Peralta Adobe, San Jose, California, USA. Built in 1797; listed on the National Register of Historic Places.
Peralta Adobe, San Jose, California, USA. Built in 1797; listed on the National Register of Historic Places.

Peralta Adobe

Adobe buildings and structures in CaliforniaMuseums in San Jose, CaliforniaHistoric house museums in CaliforniaHistory of San Jose, CaliforniaCalifornia Historical LandmarksDowntown San JoseHouses on the National Register of Historic Places in California
4 min read

The walls are two feet thick. They are made of adobe blocks, each one 22 inches by 11 inches by 4 inches, mixed and shaped and sun-dried more than two centuries ago. Stand inside the Peralta Adobe on San Pedro Square in downtown San Jose and you are standing in the oldest building in the city, a structure that has outlasted Spanish rule, Mexican governance, the Gold Rush, statehood, two world wars, and the rise of Silicon Valley happening just outside its door. Built in 1797 by Jose Manuel Gonzales, one of the founders of San Jose itself, the adobe has survived not because it was grand but because it was solid, and because the people who inherited it cared enough to keep it standing.

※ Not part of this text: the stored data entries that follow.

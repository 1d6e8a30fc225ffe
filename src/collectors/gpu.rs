//! GPU enumeration through a runtime-loaded PCI library
//!
//! libpci is probed with dlopen instead of being linked, so machines
//! without it get a diagnostic line rather than a build-time
//! requirement. Loading, symbol resolution and bus enumeration are
//! separate stages; enumeration runs against the `PciSource` trait so
//! tests can substitute a fixed device table.

use std::ffi::CString;
use std::mem::transmute;

use libc::{c_char, c_int, c_uint, c_void};
use tracing::debug;

use crate::data::GpuDevice;
use crate::error::{FetchError, Result};

const DEFAULT_LIBRARY: &str = "libpci.so";

/// PCI device classes that count as a graphics adapter
const GPU_CLASSES: [&str; 3] = [
    "VGA compatible controller",
    "3D controller",
    "Display controller",
];

const PCI_LOOKUP_VENDOR: c_int = 1;
const PCI_LOOKUP_DEVICE: c_int = 2;
const PCI_LOOKUP_CLASS: c_int = 4;
const PCI_FILL_IDENT: c_int = 1;
const PCI_FILL_CLASS: c_int = 32;

/// Prefix of libpci's `struct pci_access`; only `devices` is read here
#[repr(C)]
#[allow(dead_code)]
struct PciAccess {
    method: c_uint,
    writeable: c_int,
    buscentric: c_int,
    id_file_name: *mut c_char,
    free_id_name: c_int,
    numeric_ids: c_int,
    id_lookup_mode: c_uint,
    debugging: c_int,
    error: *mut c_void,
    warning: *mut c_void,
    debug: *mut c_void,
    devices: *mut PciDev,
}

/// Prefix of libpci's `struct pci_dev`; identity and class fields only
#[repr(C)]
#[allow(dead_code)]
struct PciDev {
    next: *mut PciDev,
    domain_16: u16,
    bus: u8,
    dev: u8,
    func: u8,
    known_fields: c_uint,
    vendor_id: u16,
    device_id: u16,
    device_class: u16,
}

type AllocFn = unsafe extern "C" fn() -> *mut PciAccess;
type InitFn = unsafe extern "C" fn(*mut PciAccess);
type ScanBusFn = unsafe extern "C" fn(*mut PciAccess);
type FillInfoFn = unsafe extern "C" fn(*mut PciDev, c_int) -> c_int;
type LookupNameFn =
    unsafe extern "C" fn(*mut PciAccess, *mut c_char, c_int, c_int, ...) -> *mut c_char;
type CleanupFn = unsafe extern "C" fn(*mut PciAccess);

/// Owned dlopen handle, closed exactly once on drop
#[derive(Debug)]
struct LibraryHandle(*mut c_void);

impl Drop for LibraryHandle {
    fn drop(&mut self) {
        unsafe { libc::dlclose(self.0) };
    }
}

/// The six entry points resolved out of the PCI library
#[derive(Debug)]
pub(crate) struct PciLibrary {
    alloc: AllocFn,
    init: InitFn,
    scan_bus: ScanBusFn,
    fill_info: FillInfoFn,
    lookup_name: LookupNameFn,
    cleanup: CleanupFn,
    _handle: LibraryHandle,
}

impl PciLibrary {
    /// dlopen the configured or default library and resolve every entry point
    ///
    /// Any failure names the missing library or symbol; the handle is
    /// released on the way out of every early return.
    pub(crate) fn load(override_path: Option<&str>) -> Result<Self> {
        let name = override_path
            .filter(|path| !path.trim().is_empty())
            .unwrap_or(DEFAULT_LIBRARY);
        debug!("probing PCI library {}", name);

        let name_c = CString::new(name)
            .map_err(|_| FetchError::Config(format!("invalid library path: {}", name)))?;
        let raw = unsafe { libc::dlopen(name_c.as_ptr(), libc::RTLD_LAZY) };
        if raw.is_null() {
            return Err(FetchError::Detection(format!(
                "dlopen(\"{}\") failed",
                name
            )));
        }
        let handle = LibraryHandle(raw);

        unsafe {
            Ok(PciLibrary {
                alloc: transmute::<*mut c_void, AllocFn>(resolve(&handle, "pci_alloc")?),
                init: transmute::<*mut c_void, InitFn>(resolve(&handle, "pci_init")?),
                scan_bus: transmute::<*mut c_void, ScanBusFn>(resolve(&handle, "pci_scan_bus")?),
                fill_info: transmute::<*mut c_void, FillInfoFn>(resolve(&handle, "pci_fill_info")?),
                lookup_name: transmute::<*mut c_void, LookupNameFn>(resolve(
                    &handle,
                    "pci_lookup_name",
                )?),
                cleanup: transmute::<*mut c_void, CleanupFn>(resolve(&handle, "pci_cleanup")?),
                _handle: handle,
            })
        }
    }

    /// Allocate a context and scan the bus; cleanup runs when the scan drops
    fn scan(&self) -> Result<PciScanHandle<'_>> {
        let access = unsafe { (self.alloc)() };
        if access.is_null() {
            return Err(FetchError::Detection("pci_alloc() returned NULL".to_string()));
        }
        unsafe {
            (self.init)(access);
            (self.scan_bus)(access);
        }
        Ok(PciScanHandle { lib: self, access })
    }
}

fn resolve(handle: &LibraryHandle, symbol: &str) -> Result<*mut c_void> {
    let symbol_c = CString::new(symbol)
        .map_err(|_| FetchError::Config(format!("invalid symbol name: {}", symbol)))?;
    let ptr = unsafe { libc::dlsym(handle.0, symbol_c.as_ptr()) };
    if ptr.is_null() {
        return Err(FetchError::Detection(format!(
            "dlsym(\"{}\") failed",
            symbol
        )));
    }
    Ok(ptr)
}

/// A scanned PCI bus; `pci_cleanup` runs exactly once on drop
struct PciScanHandle<'a> {
    lib: &'a PciLibrary,
    access: *mut PciAccess,
}

impl Drop for PciScanHandle<'_> {
    fn drop(&mut self) {
        unsafe { (self.lib.cleanup)(self.access) };
    }
}

impl PciScanHandle<'_> {
    fn lookup_class(&self, class_id: u16) -> String {
        let mut buf = [0 as c_char; 512];
        let ptr = unsafe {
            (self.lib.lookup_name)(
                self.access,
                buf.as_mut_ptr(),
                buf.len() as c_int,
                PCI_LOOKUP_CLASS,
                class_id as c_int,
            )
        };
        name_from_c(ptr)
    }

    fn lookup_ident(&self, flags: c_int, vendor_id: u16, device_id: u16) -> String {
        let mut buf = [0 as c_char; 512];
        let ptr = unsafe {
            (self.lib.lookup_name)(
                self.access,
                buf.as_mut_ptr(),
                buf.len() as c_int,
                flags,
                vendor_id as c_int,
                device_id as c_int,
            )
        };
        name_from_c(ptr)
    }
}

fn name_from_c(ptr: *const c_char) -> String {
    if ptr.is_null() {
        return String::new();
    }
    unsafe { std::ffi::CStr::from_ptr(ptr) }
        .to_string_lossy()
        .to_string()
}

/// Identity triple for one bus device
pub(crate) struct PciDeviceId {
    pub vendor_id: u16,
    pub device_id: u16,
    pub class_id: u16,
}

/// Enumeration source; production backs it with the loaded library,
/// tests substitute a fixed device table
pub(crate) trait PciSource {
    fn devices(&mut self) -> Vec<PciDeviceId>;
    fn class_name(&mut self, device: &PciDeviceId) -> String;
    fn vendor_name(&mut self, device: &PciDeviceId) -> String;
    fn device_name(&mut self, device: &PciDeviceId) -> String;
}

impl PciSource for PciScanHandle<'_> {
    fn devices(&mut self) -> Vec<PciDeviceId> {
        let mut out = Vec::new();
        unsafe {
            let mut dev = (*self.access).devices;
            while !dev.is_null() {
                (self.lib.fill_info)(dev, PCI_FILL_IDENT | PCI_FILL_CLASS);
                out.push(PciDeviceId {
                    vendor_id: (*dev).vendor_id,
                    device_id: (*dev).device_id,
                    class_id: (*dev).device_class,
                });
                dev = (*dev).next;
            }
        }
        out
    }

    fn class_name(&mut self, device: &PciDeviceId) -> String {
        self.lookup_class(device.class_id)
    }

    fn vendor_name(&mut self, device: &PciDeviceId) -> String {
        self.lookup_ident(PCI_LOOKUP_VENDOR, device.vendor_id, device.device_id)
    }

    fn device_name(&mut self, device: &PciDeviceId) -> String {
        self.lookup_ident(PCI_LOOKUP_DEVICE, device.vendor_id, device.device_id)
    }
}

/// Walk the device list, keeping display-class adapters in discovery order
///
/// Zero matches is a reportable condition, never an empty success.
pub(crate) fn enumerate(source: &mut dyn PciSource) -> Result<Vec<GpuDevice>> {
    let mut gpus: Vec<GpuDevice> = Vec::new();
    for device in source.devices() {
        let class = source.class_name(&device);
        if !GPU_CLASSES.iter().any(|c| c.eq_ignore_ascii_case(&class)) {
            continue;
        }
        let vendor_raw = source.vendor_name(&device);
        let name = source.device_name(&device);
        gpus.push(GpuDevice {
            index: gpus.len() as u8 + 1,
            vendor: prettify_vendor(&vendor_raw),
            vendor_raw,
            name,
        });
    }
    if gpus.is_empty() {
        return Err(FetchError::Detection("No GPU found".to_string()));
    }
    Ok(gpus)
}

/// Shorten the one verbose vendor string the ID database is known for
pub fn prettify_vendor(vendor: &str) -> String {
    if vendor.eq_ignore_ascii_case("Advanced Micro Devices, Inc. [AMD/ATI]") {
        "AMD ATI".to_string()
    } else {
        vendor.to_string()
    }
}

/// Enumerate display-class adapters, or explain why none were listed
pub fn collect(library: Option<&str>) -> Result<Vec<GpuDevice>> {
    let lib = PciLibrary::load(library)?;
    let mut scan = lib.scan()?;
    enumerate(&mut scan)
}

#[cfg(test)]
mod tests {
    use super::*;

    struct FakeSource {
        table: Vec<(PciDeviceId, &'static str, &'static str, &'static str)>,
    }

    impl FakeSource {
        fn entry(&self, device: &PciDeviceId) -> usize {
            self.table
                .iter()
                .position(|(id, _, _, _)| {
                    id.vendor_id == device.vendor_id && id.device_id == device.device_id
                })
                .unwrap()
        }
    }

    impl PciSource for FakeSource {
        fn devices(&mut self) -> Vec<PciDeviceId> {
            self.table
                .iter()
                .map(|(id, _, _, _)| PciDeviceId {
                    vendor_id: id.vendor_id,
                    device_id: id.device_id,
                    class_id: id.class_id,
                })
                .collect()
        }

        fn class_name(&mut self, device: &PciDeviceId) -> String {
            self.table[self.entry(device)].1.to_string()
        }

        fn vendor_name(&mut self, device: &PciDeviceId) -> String {
            self.table[self.entry(device)].2.to_string()
        }

        fn device_name(&mut self, device: &PciDeviceId) -> String {
            self.table[self.entry(device)].3.to_string()
        }
    }

    fn id(vendor_id: u16, device_id: u16, class_id: u16) -> PciDeviceId {
        PciDeviceId {
            vendor_id,
            device_id,
            class_id,
        }
    }

    #[test]
    fn keeps_display_classes_and_numbers_from_one() {
        let mut source = FakeSource {
            table: vec![
                (id(0x8086, 0x1234, 0x0600), "Host bridge", "Intel", "Bridge"),
                (
                    id(0x10de, 0x2684, 0x0300),
                    "VGA compatible controller",
                    "NVIDIA Corporation",
                    "AD102 [GeForce RTX 4090]",
                ),
                (id(0x8086, 0x7a60, 0x0c03), "USB controller", "Intel", "USB"),
                (
                    id(0x1002, 0x731f, 0x0380),
                    "display CONTROLLER",
                    "Advanced Micro Devices, Inc. [AMD/ATI]",
                    "Navi 10",
                ),
            ],
        };
        let gpus = enumerate(&mut source).unwrap();
        assert_eq!(gpus.len(), 2);
        assert_eq!(gpus[0].index, 1);
        assert_eq!(gpus[0].vendor, "NVIDIA Corporation");
        assert_eq!(gpus[0].name, "AD102 [GeForce RTX 4090]");
        assert_eq!(gpus[1].index, 2);
        assert_eq!(gpus[1].vendor, "AMD ATI");
        assert_eq!(gpus[1].vendor_raw, "Advanced Micro Devices, Inc. [AMD/ATI]");
    }

    #[test]
    fn zero_matching_devices_is_an_error() {
        let mut source = FakeSource {
            table: vec![(id(0x8086, 0x1234, 0x0600), "Host bridge", "Intel", "Bridge")],
        };
        let err = enumerate(&mut source).unwrap_err();
        assert_eq!(err.to_string(), "No GPU found");
    }

    #[test]
    fn vendor_rewrite_is_cosmetic_only() {
        assert_eq!(
            prettify_vendor("Advanced Micro Devices, Inc. [AMD/ATI]"),
            "AMD ATI"
        );
        assert_eq!(prettify_vendor("NVIDIA Corporation"), "NVIDIA Corporation");
    }

    #[test]
    fn missing_library_names_the_path() {
        let err = PciLibrary::load(Some("/nonexistent/libmissing.so")).unwrap_err();
        assert!(err.to_string().contains("dlopen"));
        assert!(err.to_string().contains("/nonexistent/libmissing.so"));
    }

    #[test]
    fn collect_against_missing_library_reports_one_error() {
        let err = collect(Some("/nonexistent/libmissing.so")).unwrap_err();
        assert!(err.to_string().contains("dlopen"));
    }
}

An Apache Founder's Second House

Jose Manuel Gonzales was an Apache Indian who, along with his wife and five children, traveled to California with the Spanish Anza expedition in 1776. The following year he became one of the founders of the Pueblo de San Jose de Guadalupe, the first municipal government in California. His first home proved untenable; winter flooding drove the family to higher ground. This second house, the one that still stands, was built in 1797 on a site that the floodwaters could not reach. Gonzales lived here until his death in 1804, and for those seven years the adobe served as both family home and a piece of the pueblo's civic fabric. That a man who had walked from Sonora to the Santa Clara Valley with the Anza Party would build something durable enough to last 229 years says something about the kind of permanence he was seeking.

The Sergeant Who Owned the East Bay

After Gonzales died, the adobe passed in 1808 to Luis Maria Peralta, whose name it carries today. Peralta was a sergeant in the Spanish Army, a commissioner of the Pueblo of San Jose, and the owner of Rancho San Antonio, one of the largest land grants in Alta California, encompassing much of what is now the East Bay. The man who held title to the hills of Oakland, Berkeley, and Alameda lived in a modest two-room adobe in downtown San Jose. He divided the house into its current layout, added a porch, a kitchen, and a chimney, and made it his home for more than four decades. When Peralta died in August 1851, just a year after California became a state, he left the adobe to his two daughters. The rancho lands would soon be lost to squatters and legal disputes in the turbulent years of early American California, but the little house on San Pedro Square endured.

Twenty Feet by Forty-One

Today the Peralta Adobe operates as a historic house museum, available for tours by appointment through the nonprofit History San Jose. The building measures just 20 feet by 41 feet, a modest footprint that contains two connecting rooms of approximately equal size. Step inside and the furnishings recreate life as it might have looked two centuries ago: simple furniture, cooking implements, the textures of daily existence in colonial California. Outside stands an horno, an outdoor fireplace oven of the kind that would have produced bread and roasted meat for the household. Across the street, the Thomas and Carmel Fallon House, built in 1855 in the Victorian style, provides a striking counterpoint. Together the two buildings form the Peralta Adobe and Fallon House Historic Site, where visitors can walk from Spanish colonial life to American-era California in the space of a single block.

Adobe Among the Apps

San Pedro Square today is one of downtown San Jose's liveliest spots, ringed by restaurants, bars, and a popular open-air market. Tech workers from nearby offices fill the patios at lunch. The contrast between the oldest building in San Jose and the gleaming towers of its newest economy could not be sharper, yet the adobe does not feel out of place. It feels like an anchor. The California Historical Landmark plaque on its wall marks dates and names, but the building itself makes a quieter argument: that this valley had a long and layered history before the first semiconductor was fabricated. Gonzales walked here from Sonora. Peralta rode out from the presidio. Their adobe, with its hand-formed blocks and thick earthen walls, is not a replica or a reconstruction. It is the thing itself, still standing, still open, still telling the story of how San Jose began.

From the Air

Located at 37.336°N, 121.895°W in downtown San Jose on San Pedro Square. The adobe is too small to identify from altitude, but San Pedro Square and the surrounding downtown grid are clearly visible. San Jose International Airport (KSJC) is approximately 3 nm to the northwest. Reid-Hillview Airport (KRHV) lies about 5 nm to the east. The site sits within KSJC Class C airspace. Best appreciated by understanding its position at the historic heart of the city, near the confluence of the Guadalupe River and Los Gatos Creek.